Johnson (1995) presenta, in un articolo molto citato, due differenti forme di violenza che si manifesta all’ interno della coppia: una forma di violenza minore che produce danni di lieve entità e investe entrambi i partner (common couple violence) e una forma grave e cronica di violenza chiamata terrorismo patriarcale, le cui vittime risultano essere le donne; naturalmente, la distinzione della violenza in queste due categorie e l’ esclusione di un terrorismo matriarcale sono dovute al fatto che Johnson ha tratto le sue conclusioni sulle donne ospitate nei centri antiviolenza, per cui tale operazione presenta un limite molto grave (Hamel, 2005). Le inchieste nazionali (Stets e Straus, 1992a, b) mostrano invece come la frequenza violenza grave da parte della donne/violenza lieve da parte dell’ uomo e violenza grave da parte della donna/nessuna violenza da parte dell’ uomo siano rispettivamente intorno al 12% e al 11.8%, il triplo rispetto al pattern inverso.

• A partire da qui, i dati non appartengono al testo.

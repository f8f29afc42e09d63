//! Curriculum scheduler - ordered difficulty phases advanced on measured performance

use serde::{Deserialize, Serialize};

use super::metrics::MovingAverage;

/// Episodes kept in the performance window
pub const PERFORMANCE_WINDOW: usize = 50;

/// Kills per episode at which the combat score saturates
pub const COMBAT_CEILING: f32 = 10.0;

/// Flat score bonus for a perfect run
pub const PERFECT_BONUS: f32 = 0.1;

const SURVIVAL_WEIGHT: f32 = 0.4;
const COMBAT_WEIGHT: f32 = 0.3;
const EFFICIENCY_WEIGHT: f32 = 0.2;

#[derive(Debug, Clone, Copy, PartialEq, Eq, Hash, PartialOrd, Ord, Serialize, Deserialize)]
pub enum CurriculumPhase {
    BasicMovement,
    SlowEnemies,
    NormalDifficulty,
    AdvancedTactics,
    MasterLevel,
}

impl CurriculumPhase {
    pub fn name(&self) -> &'static str {
        match self {
            CurriculumPhase::BasicMovement => "basic movement",
            CurriculumPhase::SlowEnemies => "slow enemies",
            CurriculumPhase::NormalDifficulty => "normal difficulty",
            CurriculumPhase::AdvancedTactics => "advanced tactics",
            CurriculumPhase::MasterLevel => "master level",
        }
    }
}

/// Parameters of one curriculum phase
#[derive(Debug, Clone, PartialEq, Serialize, Deserialize)]
pub struct PhaseSettings {
    pub phase: CurriculumPhase,
    pub min_episodes: usize,
    pub max_episodes: usize,
    /// Moving-average score needed to advance after `min_episodes`
    pub performance_threshold: f32,
    pub enemy_count: usize,
    /// Multiplier on the base enemy speed
    pub enemy_speed: f32,
    /// Steps between boss spawns, 0 disables bosses
    pub boss_spawn_interval: usize,
    pub hazard_count: usize,
    pub companion_count: usize,
    pub learning_rate: f32,
}

impl PhaseSettings {
    pub fn default_phases() -> Vec<PhaseSettings> {
        vec![
            PhaseSettings {
                phase: CurriculumPhase::BasicMovement,
                min_episodes: 50,
                max_episodes: 200,
                performance_threshold: 0.5,
                enemy_count: 2,
                enemy_speed: 0.5,
                boss_spawn_interval: 0,
                hazard_count: 0,
                companion_count: 0,
                learning_rate: 0.01,
            },
            PhaseSettings {
                phase: CurriculumPhase::SlowEnemies,
                min_episodes: 100,
                max_episodes: 300,
                performance_threshold: 0.55,
                enemy_count: 4,
                enemy_speed: 0.7,
                boss_spawn_interval: 0,
                hazard_count: 1,
                companion_count: 1,
                learning_rate: 0.008,
            },
            PhaseSettings {
                phase: CurriculumPhase::NormalDifficulty,
                min_episodes: 150,
                max_episodes: 400,
                performance_threshold: 0.6,
                enemy_count: 6,
                enemy_speed: 1.0,
                boss_spawn_interval: 600,
                hazard_count: 2,
                companion_count: 2,
                learning_rate: 0.005,
            },
            PhaseSettings {
                phase: CurriculumPhase::AdvancedTactics,
                min_episodes: 200,
                max_episodes: 500,
                performance_threshold: 0.65,
                enemy_count: 8,
                enemy_speed: 1.25,
                boss_spawn_interval: 400,
                hazard_count: 3,
                companion_count: 3,
                learning_rate: 0.003,
            },
            PhaseSettings {
                phase: CurriculumPhase::MasterLevel,
                min_episodes: 250,
                max_episodes: usize::MAX,
                performance_threshold: 0.7,
                enemy_count: 10,
                enemy_speed: 1.5,
                boss_spawn_interval: 300,
                hazard_count: 4,
                companion_count: 4,
                learning_rate: 0.001,
            },
        ]
    }
}

/// Difficulty handed to the environment for one episode
#[derive(Debug, Clone, Copy, PartialEq, Serialize, Deserialize)]
pub struct DifficultyConfig {
    pub phase: CurriculumPhase,
    pub enemy_count: usize,
    pub enemy_speed: f32,
    pub boss_spawn_interval: usize,
    pub hazard_count: usize,
    pub companion_count: usize,
    pub learning_rate: f32,
}

impl Default for DifficultyConfig {
    fn default() -> Self {
        Self {
            phase: CurriculumPhase::BasicMovement,
            enemy_count: 2,
            enemy_speed: 0.5,
            boss_spawn_interval: 0,
            hazard_count: 0,
            companion_count: 0,
            learning_rate: 0.01,
        }
    }
}

impl From<&PhaseSettings> for DifficultyConfig {
    fn from(settings: &PhaseSettings) -> Self {
        Self {
            phase: settings.phase,
            enemy_count: settings.enemy_count,
            enemy_speed: settings.enemy_speed,
            boss_spawn_interval: settings.boss_spawn_interval,
            hazard_count: settings.hazard_count,
            companion_count: settings.companion_count,
            learning_rate: settings.learning_rate,
        }
    }
}

/// How an episode went, as input to the composite score
#[derive(Debug, Clone, Copy, PartialEq, Default, Serialize, Deserialize)]
pub struct PerformanceSnapshot {
    pub steps_survived: usize,
    pub max_steps: usize,
    pub enemies_destroyed: u32,
    pub projectiles_intercepted: u32,
    pub shots_fired: u32,
    pub shots_hit: u32,
    pub lives_lost: u32,
    pub max_lives: u32,
    pub game_over: bool,
}

impl PerformanceSnapshot {
    /// Survived the whole episode without losing a life
    pub fn is_perfect(&self) -> bool {
        !self.game_over && self.lives_lost == 0 && self.steps_survived >= self.max_steps
    }

    /// Weighted score in [0, 1]
    pub fn composite_score(&self) -> f32 {
        let survival = if self.max_steps > 0 {
            (self.steps_survived as f32 / self.max_steps as f32).min(1.0)
        } else {
            0.0
        };

        let combat = ((self.enemies_destroyed + self.projectiles_intercepted) as f32
            / COMBAT_CEILING)
            .min(1.0);

        let accuracy = if self.shots_fired > 0 {
            self.shots_hit as f32 / self.shots_fired as f32
        } else {
            1.0
        };
        let health_kept = if self.max_lives > 0 {
            1.0 - (self.lives_lost as f32 / self.max_lives as f32).min(1.0)
        } else {
            0.0
        };
        let efficiency = 0.5 * accuracy + 0.5 * health_kept;

        let mut score =
            SURVIVAL_WEIGHT * survival + COMBAT_WEIGHT * combat + EFFICIENCY_WEIGHT * efficiency;
        if self.is_perfect() {
            score += PERFECT_BONUS;
        }
        score.clamp(0.0, 1.0)
    }
}

/// Result of recording one episode's performance
#[derive(Debug, Clone, Copy, PartialEq)]
pub struct PerformanceUpdate {
    pub score: f32,
    pub moving_average: f32,
    /// Phase entered by this call, if it advanced
    pub advanced_to: Option<CurriculumPhase>,
}

#[derive(Debug, Clone)]
pub struct CurriculumScheduler {
    phases: Vec<PhaseSettings>,
    phase_index: usize,
    episodes_recorded_in_phase: usize,
    total_episodes: usize,
    window: MovingAverage,
}

impl CurriculumScheduler {
    /// Scheduler over `phases` in order. An empty list falls back to the default phases.
    pub fn new(phases: Vec<PhaseSettings>) -> Self {
        let phases = if phases.is_empty() {
            PhaseSettings::default_phases()
        } else {
            phases
        };
        Self {
            phases,
            phase_index: 0,
            episodes_recorded_in_phase: 0,
            total_episodes: 0,
            window: MovingAverage::new(PERFORMANCE_WINDOW),
        }
    }

    pub fn phase_index(&self) -> usize {
        self.phase_index
    }

    pub fn current(&self) -> &PhaseSettings {
        &self.phases[self.phase_index]
    }

    pub fn phase(&self) -> CurriculumPhase {
        self.current().phase
    }

    pub fn is_terminal(&self) -> bool {
        self.phase_index + 1 >= self.phases.len()
    }

    pub fn total_episodes(&self) -> usize {
        self.total_episodes
    }

    pub fn episodes_in_phase(&self) -> usize {
        self.episodes_recorded_in_phase
    }

    pub fn moving_average(&self) -> f32 {
        self.window.average()
    }

    /// Difficulty for the next episode
    pub fn start_new_episode(&mut self) -> DifficultyConfig {
        self.total_episodes += 1;
        DifficultyConfig::from(self.current())
    }

    pub fn record_performance(&mut self, snapshot: &PerformanceSnapshot) -> PerformanceUpdate {
        self.record_score(snapshot.composite_score())
    }

    /// Push a score in [0, 1] and apply the advancement rule
    pub fn record_score(&mut self, score: f32) -> PerformanceUpdate {
        let score = score.clamp(0.0, 1.0);
        self.window.push(score);
        self.episodes_recorded_in_phase += 1;
        let moving_average = self.window.average();

        let settings = self.current();
        let ready = self.episodes_recorded_in_phase >= settings.min_episodes
            && moving_average >= settings.performance_threshold;
        let exhausted = self.episodes_recorded_in_phase >= settings.max_episodes;

        let advanced_to = if !self.is_terminal() && (ready || exhausted) {
            let from = settings.phase;
            self.phase_index += 1;
            self.episodes_recorded_in_phase = 0;
            self.window.clear();

            let to = self.phase();
            tracing::info!(
                "Curriculum advanced from {} to {} (avg score {:.3}{})",
                from.name(),
                to.name(),
                moving_average,
                if ready { "" } else { ", episode cap reached" }
            );
            Some(to)
        } else {
            None
        };

        PerformanceUpdate {
            score,
            moving_average,
            advanced_to,
        }
    }

    /// Start a new run from the first phase
    pub fn reset(&mut self) {
        self.phase_index = 0;
        self.episodes_recorded_in_phase = 0;
        self.total_episodes = 0;
        self.window.clear();
    }
}

impl Default for CurriculumScheduler {
    fn default() -> Self {
        Self::new(PhaseSettings::default_phases())
    }
}

#[cfg(test)]
mod tests {
    use super::*;

    fn two_phases(min_episodes: usize, max_episodes: usize, threshold: f32) -> Vec<PhaseSettings> {
        let mut phases = PhaseSettings::default_phases();
        phases[0].min_episodes = min_episodes;
        phases[0].max_episodes = max_episodes;
        phases[0].performance_threshold = threshold;
        phases.truncate(2);
        phases
    }

    #[test]
    fn test_advances_on_min_episode_with_good_average() {
        let mut scheduler = CurriculumScheduler::new(two_phases(100, 1000, 0.6));

        for _ in 0..99 {
            scheduler.start_new_episode();
            let update = scheduler.record_score(0.65);
            assert!(update.advanced_to.is_none());
        }
        scheduler.start_new_episode();
        let update = scheduler.record_score(0.65);
        assert_eq!(update.advanced_to, Some(CurriculumPhase::SlowEnemies));
        assert_eq!(scheduler.phase_index(), 1);
        assert_eq!(scheduler.episodes_in_phase(), 0);
        assert_eq!(scheduler.moving_average(), 0.0);
    }

    #[test]
    fn test_does_not_advance_below_threshold() {
        let mut scheduler = CurriculumScheduler::new(two_phases(100, 1000, 0.6));
        for _ in 0..100 {
            scheduler.start_new_episode();
            assert!(scheduler.record_score(0.55).advanced_to.is_none());
        }
        assert_eq!(scheduler.phase_index(), 0);
    }

    #[test]
    fn test_never_advances_before_min_episodes() {
        let mut scheduler = CurriculumScheduler::new(two_phases(10, 1000, 0.0));
        for i in 1..10 {
            scheduler.record_score(1.0);
            assert_eq!(scheduler.phase_index(), 0, "advanced after {} episodes", i);
        }
        scheduler.record_score(1.0);
        assert_eq!(scheduler.phase_index(), 1);
    }

    #[test]
    fn test_max_episodes_forces_advance() {
        let mut scheduler = CurriculumScheduler::new(two_phases(5, 20, 0.9));
        for _ in 0..19 {
            scheduler.record_score(0.0);
        }
        assert_eq!(scheduler.phase_index(), 0);
        let update = scheduler.record_score(0.0);
        assert_eq!(update.advanced_to, Some(CurriculumPhase::SlowEnemies));
    }

    #[test]
    fn test_terminal_phase_is_absorbing_and_index_monotonic() {
        let mut scheduler = CurriculumScheduler::new(two_phases(1, 1, 0.0));
        let mut last = 0;
        for i in 0..100 {
            scheduler.record_score((i % 7) as f32 / 7.0);
            assert!(scheduler.phase_index() >= last);
            last = scheduler.phase_index();
        }
        assert_eq!(scheduler.phase_index(), 1);
        assert!(scheduler.is_terminal());

        scheduler.reset();
        assert_eq!(scheduler.phase_index(), 0);
    }

    #[test]
    fn test_start_new_episode_reports_current_phase() {
        let mut scheduler = CurriculumScheduler::default();
        let difficulty = scheduler.start_new_episode();
        assert_eq!(difficulty.phase, CurriculumPhase::BasicMovement);
        assert_eq!(difficulty.enemy_count, 2);
        assert_eq!(scheduler.total_episodes(), 1);
        // Only recorded episodes count towards advancement
        assert_eq!(scheduler.episodes_in_phase(), 0);
        scheduler.record_score(0.1);
        assert_eq!(scheduler.episodes_in_phase(), 1);
    }

    #[test]
    fn test_composite_score_bounds_and_perfect_bonus() {
        let perfect = PerformanceSnapshot {
            steps_survived: 500,
            max_steps: 500,
            enemies_destroyed: 25,
            projectiles_intercepted: 0,
            shots_fired: 30,
            shots_hit: 30,
            lives_lost: 0,
            max_lives: 3,
            game_over: false,
        };
        assert!(perfect.is_perfect());
        assert_eq!(perfect.composite_score(), 1.0);

        let died = PerformanceSnapshot {
            steps_survived: 100,
            game_over: true,
            lives_lost: 3,
            shots_hit: 0,
            enemies_destroyed: 0,
            ..perfect
        };
        // survival 0.2 * 0.4, no combat, accuracy 0 and no health left
        assert!((died.composite_score() - 0.08).abs() < 1e-5);
    }
}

DeKeserdy e Schwartz (1998) hanno chiesto ad un campione di donne violente con il proprio partner se avevano aggredito quest’ ultimo per difendersi dai suoi attacchi; nonostante il campione fosse composto anche da uomini a nessuno di questi sono state poste domande su eventuali vittimizzazione subìte o sull’ uso della violenza al fine di difendersi, bensì solo domande relative alle violenze perpetrate verso la partner. Per quanto riguarda invece l’ uso della violenza a scopi difensivi, nonostante la maggior parte delle donne aveva dichiarato di non aver mai usato la violenza per tali scopi (sia nel gruppo che aveva impiegato forme lievi, 422 donne su 678 che gravi, 205 donne su 356) DeKeserdy e Schwartz hanno concluso che la maggior parte delle donne è violenta verso il partner al fine di difendersi dai suoi attacchi (gli attacchi del partner!).

Babcock, Waltz, Jacobson e Gottman (1993), Jacobson, Gottman, Waltz, Rushe, Babcock e Holtzworth-Munroe (1994) e Jacobson e Gottman (1998) hanno classificato gli uomini che commettono violenze verso la partner in due categorie: pit bull (impulsivi) e cobra (freddi e strumentali); sulla base di questa classificazione Babcock, Waltz, Jacobson e Gottman (1993) hanno condotto un indagine sulle donne maltrattate dal proprio partner. Le violenze che queste donne potevano aver inflitto al proprio uomo non sono state prese in considerazione, ma ciò che colpisce di più è il lavoro empirico che ha portato gli autori alla classificazione degli uomini violenti in “cobra” e “pit bull”; tale lavoro si è basato sui resoconti di un campione di 57 donne, ma l’ aspetto più interessante sono le considerazioni degli autori sulla metodologia d’ intervento. Infatti, secondo i resoconti delle donne metà di loro sarebbe potuta essere inclusa nel gruppo di coloro che avevano commesso violenza verso il partner se il criterio di scelta avesse incluso la violenza da parte delle mogli (Jacobson, Gottman, Waltz, Rushe, Babcock e Holtzworth-Munroe, 1994, pp. 983). La conseguenza di questa scelta naturalmente si riflette sulla rappresentazione della violenza domestica poiché il lettore, il ricercatore e il clinico sono indotti a pensare che tale violenza sia esclusivamente unilaterale, ovverosia dell’ uomo verso la donna.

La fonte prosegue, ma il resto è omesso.